:: Provided records ::
_ _ _
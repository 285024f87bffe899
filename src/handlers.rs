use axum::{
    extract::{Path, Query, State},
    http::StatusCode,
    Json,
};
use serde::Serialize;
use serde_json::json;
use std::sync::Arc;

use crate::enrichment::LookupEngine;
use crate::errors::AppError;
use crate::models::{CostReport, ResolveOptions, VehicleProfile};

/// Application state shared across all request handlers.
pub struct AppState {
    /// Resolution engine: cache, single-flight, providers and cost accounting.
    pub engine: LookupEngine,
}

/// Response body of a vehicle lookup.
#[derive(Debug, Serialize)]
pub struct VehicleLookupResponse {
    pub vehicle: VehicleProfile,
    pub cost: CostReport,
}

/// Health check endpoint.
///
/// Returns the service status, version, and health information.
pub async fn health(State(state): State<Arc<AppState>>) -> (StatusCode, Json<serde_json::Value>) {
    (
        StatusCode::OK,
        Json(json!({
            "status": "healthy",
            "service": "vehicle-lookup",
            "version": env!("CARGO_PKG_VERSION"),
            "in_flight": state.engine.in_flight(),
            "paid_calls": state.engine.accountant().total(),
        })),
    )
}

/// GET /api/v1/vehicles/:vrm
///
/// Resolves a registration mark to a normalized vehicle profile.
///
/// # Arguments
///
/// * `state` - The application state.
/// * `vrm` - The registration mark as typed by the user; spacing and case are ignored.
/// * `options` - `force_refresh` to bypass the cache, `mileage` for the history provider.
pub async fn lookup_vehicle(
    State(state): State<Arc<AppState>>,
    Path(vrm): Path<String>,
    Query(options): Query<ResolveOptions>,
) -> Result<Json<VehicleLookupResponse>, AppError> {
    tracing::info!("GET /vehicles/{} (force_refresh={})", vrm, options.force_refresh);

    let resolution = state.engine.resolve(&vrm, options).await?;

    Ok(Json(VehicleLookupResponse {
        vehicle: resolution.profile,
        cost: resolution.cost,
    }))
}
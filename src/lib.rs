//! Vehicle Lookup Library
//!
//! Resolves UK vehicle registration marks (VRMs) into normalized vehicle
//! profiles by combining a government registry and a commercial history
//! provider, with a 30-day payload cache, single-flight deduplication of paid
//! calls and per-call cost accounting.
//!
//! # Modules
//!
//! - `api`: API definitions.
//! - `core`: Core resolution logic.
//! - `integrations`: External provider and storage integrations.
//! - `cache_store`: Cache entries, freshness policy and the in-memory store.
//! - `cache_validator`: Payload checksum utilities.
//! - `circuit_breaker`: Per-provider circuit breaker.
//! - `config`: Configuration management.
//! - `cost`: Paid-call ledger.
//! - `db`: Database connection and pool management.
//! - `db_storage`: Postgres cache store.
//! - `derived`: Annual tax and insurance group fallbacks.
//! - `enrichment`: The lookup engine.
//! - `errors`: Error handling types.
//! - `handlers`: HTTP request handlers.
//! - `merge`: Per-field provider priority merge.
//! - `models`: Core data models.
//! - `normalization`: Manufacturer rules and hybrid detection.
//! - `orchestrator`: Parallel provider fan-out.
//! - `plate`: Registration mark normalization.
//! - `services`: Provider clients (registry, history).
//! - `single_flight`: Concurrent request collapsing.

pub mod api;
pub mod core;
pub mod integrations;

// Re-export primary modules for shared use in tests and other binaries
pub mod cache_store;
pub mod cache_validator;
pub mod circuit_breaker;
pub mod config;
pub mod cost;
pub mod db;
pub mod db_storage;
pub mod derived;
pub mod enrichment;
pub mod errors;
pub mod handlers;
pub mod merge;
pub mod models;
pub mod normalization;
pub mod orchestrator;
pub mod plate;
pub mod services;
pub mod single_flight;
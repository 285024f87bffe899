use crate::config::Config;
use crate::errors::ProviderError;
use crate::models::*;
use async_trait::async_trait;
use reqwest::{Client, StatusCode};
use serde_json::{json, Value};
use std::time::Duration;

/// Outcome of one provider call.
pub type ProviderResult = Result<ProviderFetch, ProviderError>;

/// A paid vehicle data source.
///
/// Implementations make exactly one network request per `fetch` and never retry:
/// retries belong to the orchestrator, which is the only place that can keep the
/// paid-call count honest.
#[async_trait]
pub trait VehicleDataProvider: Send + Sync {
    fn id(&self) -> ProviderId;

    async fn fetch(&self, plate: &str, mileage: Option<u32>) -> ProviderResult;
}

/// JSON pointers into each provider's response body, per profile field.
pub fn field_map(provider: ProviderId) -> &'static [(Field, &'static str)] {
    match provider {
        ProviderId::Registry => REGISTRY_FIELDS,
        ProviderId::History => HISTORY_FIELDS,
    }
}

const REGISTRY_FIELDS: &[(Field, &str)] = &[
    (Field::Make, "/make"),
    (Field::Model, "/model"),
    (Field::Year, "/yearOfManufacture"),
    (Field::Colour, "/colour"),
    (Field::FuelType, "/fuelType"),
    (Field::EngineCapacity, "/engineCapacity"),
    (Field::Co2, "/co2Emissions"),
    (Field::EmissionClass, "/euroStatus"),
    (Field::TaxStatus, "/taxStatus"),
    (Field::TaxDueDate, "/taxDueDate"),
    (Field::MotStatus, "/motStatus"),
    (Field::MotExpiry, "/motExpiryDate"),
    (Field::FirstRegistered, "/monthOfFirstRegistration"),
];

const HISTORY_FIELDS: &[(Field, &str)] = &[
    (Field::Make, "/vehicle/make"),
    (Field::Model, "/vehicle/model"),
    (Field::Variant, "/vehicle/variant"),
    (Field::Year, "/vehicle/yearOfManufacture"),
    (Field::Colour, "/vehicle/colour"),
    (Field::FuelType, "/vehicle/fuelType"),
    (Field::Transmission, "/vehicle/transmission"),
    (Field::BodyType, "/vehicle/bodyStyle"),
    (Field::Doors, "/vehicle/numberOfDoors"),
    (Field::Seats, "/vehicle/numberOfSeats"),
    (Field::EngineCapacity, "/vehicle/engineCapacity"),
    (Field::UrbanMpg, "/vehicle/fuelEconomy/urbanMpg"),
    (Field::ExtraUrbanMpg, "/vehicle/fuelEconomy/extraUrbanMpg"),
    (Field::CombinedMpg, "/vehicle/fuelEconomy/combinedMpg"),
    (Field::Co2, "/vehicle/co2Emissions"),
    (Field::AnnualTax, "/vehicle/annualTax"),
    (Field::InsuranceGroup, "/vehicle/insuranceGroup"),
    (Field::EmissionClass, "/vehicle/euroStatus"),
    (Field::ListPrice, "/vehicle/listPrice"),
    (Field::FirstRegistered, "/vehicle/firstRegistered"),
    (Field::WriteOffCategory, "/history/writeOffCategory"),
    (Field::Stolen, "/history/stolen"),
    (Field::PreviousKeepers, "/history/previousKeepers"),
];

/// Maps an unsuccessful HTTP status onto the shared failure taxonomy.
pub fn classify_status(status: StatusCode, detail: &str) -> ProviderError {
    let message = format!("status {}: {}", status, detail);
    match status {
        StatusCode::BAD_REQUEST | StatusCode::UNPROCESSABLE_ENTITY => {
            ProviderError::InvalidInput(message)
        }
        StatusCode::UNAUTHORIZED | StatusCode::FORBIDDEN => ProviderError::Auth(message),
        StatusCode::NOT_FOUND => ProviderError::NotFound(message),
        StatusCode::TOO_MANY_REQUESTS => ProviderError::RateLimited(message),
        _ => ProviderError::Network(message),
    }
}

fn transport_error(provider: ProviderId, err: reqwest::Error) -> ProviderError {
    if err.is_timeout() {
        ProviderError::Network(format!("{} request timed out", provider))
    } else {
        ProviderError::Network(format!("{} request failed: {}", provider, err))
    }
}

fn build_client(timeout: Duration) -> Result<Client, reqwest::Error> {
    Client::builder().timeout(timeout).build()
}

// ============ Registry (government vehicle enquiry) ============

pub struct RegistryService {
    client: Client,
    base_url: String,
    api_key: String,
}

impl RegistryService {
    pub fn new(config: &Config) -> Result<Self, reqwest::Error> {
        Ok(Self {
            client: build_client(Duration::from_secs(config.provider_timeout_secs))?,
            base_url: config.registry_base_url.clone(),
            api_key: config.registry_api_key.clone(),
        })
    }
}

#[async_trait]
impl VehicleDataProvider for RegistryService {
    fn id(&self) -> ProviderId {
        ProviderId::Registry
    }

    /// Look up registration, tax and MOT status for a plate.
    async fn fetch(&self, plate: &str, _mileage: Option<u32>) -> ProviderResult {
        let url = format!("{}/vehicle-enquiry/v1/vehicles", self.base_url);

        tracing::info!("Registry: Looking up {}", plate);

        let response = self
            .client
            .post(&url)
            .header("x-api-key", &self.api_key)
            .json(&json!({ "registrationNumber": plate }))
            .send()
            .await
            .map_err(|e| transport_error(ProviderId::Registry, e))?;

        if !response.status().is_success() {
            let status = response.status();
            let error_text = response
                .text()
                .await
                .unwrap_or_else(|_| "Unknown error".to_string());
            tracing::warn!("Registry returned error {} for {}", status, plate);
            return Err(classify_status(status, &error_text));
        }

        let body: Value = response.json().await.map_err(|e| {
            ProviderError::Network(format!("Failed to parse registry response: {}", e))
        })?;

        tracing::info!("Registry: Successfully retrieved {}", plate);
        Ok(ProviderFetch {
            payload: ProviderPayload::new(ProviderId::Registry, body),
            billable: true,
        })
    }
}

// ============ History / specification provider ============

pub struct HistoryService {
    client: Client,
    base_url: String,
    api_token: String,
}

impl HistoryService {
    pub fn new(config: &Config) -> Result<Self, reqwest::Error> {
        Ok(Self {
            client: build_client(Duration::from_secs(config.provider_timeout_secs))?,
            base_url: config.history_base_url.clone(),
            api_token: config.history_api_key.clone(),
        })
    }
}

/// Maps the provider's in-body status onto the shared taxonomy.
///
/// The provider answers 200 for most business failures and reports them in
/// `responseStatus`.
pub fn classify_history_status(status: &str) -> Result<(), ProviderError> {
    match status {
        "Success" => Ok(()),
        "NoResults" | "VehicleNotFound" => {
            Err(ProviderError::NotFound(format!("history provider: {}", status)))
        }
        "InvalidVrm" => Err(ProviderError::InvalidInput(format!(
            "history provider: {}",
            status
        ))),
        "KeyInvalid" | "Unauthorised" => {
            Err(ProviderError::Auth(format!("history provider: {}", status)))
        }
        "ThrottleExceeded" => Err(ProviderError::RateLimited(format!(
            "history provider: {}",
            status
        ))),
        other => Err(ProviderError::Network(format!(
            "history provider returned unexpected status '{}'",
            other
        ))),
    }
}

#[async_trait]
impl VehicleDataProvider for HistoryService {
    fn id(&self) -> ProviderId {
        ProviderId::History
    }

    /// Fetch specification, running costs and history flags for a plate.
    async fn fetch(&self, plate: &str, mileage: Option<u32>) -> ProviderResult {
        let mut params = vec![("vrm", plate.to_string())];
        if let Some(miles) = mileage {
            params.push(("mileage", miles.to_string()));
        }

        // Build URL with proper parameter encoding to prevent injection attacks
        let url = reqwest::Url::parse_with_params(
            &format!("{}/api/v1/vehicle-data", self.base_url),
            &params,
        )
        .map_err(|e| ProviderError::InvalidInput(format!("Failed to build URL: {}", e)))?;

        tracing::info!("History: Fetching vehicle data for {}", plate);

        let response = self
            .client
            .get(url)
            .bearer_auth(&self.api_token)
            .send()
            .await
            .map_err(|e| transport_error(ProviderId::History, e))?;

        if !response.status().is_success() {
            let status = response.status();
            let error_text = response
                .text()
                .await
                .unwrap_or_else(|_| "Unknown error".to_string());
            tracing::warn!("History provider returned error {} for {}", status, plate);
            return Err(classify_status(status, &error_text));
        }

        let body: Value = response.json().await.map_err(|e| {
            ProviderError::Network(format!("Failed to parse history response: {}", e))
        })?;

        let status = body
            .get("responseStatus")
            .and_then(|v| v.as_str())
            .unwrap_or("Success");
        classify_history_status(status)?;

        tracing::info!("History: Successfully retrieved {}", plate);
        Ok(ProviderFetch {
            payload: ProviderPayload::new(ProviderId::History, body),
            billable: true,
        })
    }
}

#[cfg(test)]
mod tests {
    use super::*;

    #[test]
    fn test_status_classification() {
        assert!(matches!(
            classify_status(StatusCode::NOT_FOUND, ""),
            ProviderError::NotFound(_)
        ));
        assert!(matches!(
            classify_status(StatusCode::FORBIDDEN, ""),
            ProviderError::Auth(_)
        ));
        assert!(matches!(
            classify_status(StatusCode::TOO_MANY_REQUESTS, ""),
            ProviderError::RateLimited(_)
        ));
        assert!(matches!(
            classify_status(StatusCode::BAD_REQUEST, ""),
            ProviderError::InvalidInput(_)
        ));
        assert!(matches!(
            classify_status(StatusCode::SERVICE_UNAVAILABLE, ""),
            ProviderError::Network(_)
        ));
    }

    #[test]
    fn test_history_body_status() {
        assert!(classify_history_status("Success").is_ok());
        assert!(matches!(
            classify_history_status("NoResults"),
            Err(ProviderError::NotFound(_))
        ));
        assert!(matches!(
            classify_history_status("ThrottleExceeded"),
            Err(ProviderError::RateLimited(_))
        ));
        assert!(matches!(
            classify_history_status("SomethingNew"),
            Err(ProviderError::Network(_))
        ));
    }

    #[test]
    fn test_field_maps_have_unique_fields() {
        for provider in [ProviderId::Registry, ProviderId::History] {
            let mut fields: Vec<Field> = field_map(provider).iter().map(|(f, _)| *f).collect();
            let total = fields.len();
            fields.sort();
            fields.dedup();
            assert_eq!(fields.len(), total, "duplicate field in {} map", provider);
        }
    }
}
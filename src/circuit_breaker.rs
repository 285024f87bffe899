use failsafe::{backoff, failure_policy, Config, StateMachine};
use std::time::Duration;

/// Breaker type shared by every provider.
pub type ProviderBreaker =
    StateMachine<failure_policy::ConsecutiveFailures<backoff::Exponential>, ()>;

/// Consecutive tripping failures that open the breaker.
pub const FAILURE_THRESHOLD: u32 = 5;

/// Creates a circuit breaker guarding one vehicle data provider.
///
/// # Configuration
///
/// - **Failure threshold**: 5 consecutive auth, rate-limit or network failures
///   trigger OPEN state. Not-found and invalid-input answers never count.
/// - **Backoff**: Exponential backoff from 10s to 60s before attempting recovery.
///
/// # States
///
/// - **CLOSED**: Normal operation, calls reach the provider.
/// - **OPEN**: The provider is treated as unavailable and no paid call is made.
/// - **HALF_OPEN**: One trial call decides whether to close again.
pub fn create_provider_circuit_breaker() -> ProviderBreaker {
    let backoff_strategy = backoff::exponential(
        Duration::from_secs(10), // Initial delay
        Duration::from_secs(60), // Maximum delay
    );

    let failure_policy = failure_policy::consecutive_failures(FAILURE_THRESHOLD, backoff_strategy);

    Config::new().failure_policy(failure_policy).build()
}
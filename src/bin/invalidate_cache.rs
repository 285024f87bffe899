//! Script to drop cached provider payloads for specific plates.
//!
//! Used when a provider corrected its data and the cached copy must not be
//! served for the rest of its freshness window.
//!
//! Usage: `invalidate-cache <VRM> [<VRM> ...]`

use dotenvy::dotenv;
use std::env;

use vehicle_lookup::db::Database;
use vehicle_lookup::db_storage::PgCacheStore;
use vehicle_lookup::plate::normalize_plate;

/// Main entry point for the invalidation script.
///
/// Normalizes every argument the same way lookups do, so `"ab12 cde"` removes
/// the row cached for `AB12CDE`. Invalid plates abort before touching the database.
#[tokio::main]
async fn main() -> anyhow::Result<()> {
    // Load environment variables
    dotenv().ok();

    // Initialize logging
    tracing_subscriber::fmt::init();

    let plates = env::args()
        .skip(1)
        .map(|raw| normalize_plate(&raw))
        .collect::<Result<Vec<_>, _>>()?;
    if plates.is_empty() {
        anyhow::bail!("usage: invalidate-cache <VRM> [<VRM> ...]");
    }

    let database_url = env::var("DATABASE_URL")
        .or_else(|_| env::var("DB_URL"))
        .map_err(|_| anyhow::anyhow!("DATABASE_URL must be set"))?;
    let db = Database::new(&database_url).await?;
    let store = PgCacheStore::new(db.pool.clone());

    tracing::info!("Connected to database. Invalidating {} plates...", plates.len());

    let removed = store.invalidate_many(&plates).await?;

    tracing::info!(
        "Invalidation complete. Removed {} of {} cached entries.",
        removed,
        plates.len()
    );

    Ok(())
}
_ _ _
:: Work instruction ::
Read through the material above, and whenever a line contains "FuelType", copy it.

:: Finished exercise ::
    (Field::FuelType, "/fuelType"),
    (Field::FuelType, "/vehicle/fuelType"),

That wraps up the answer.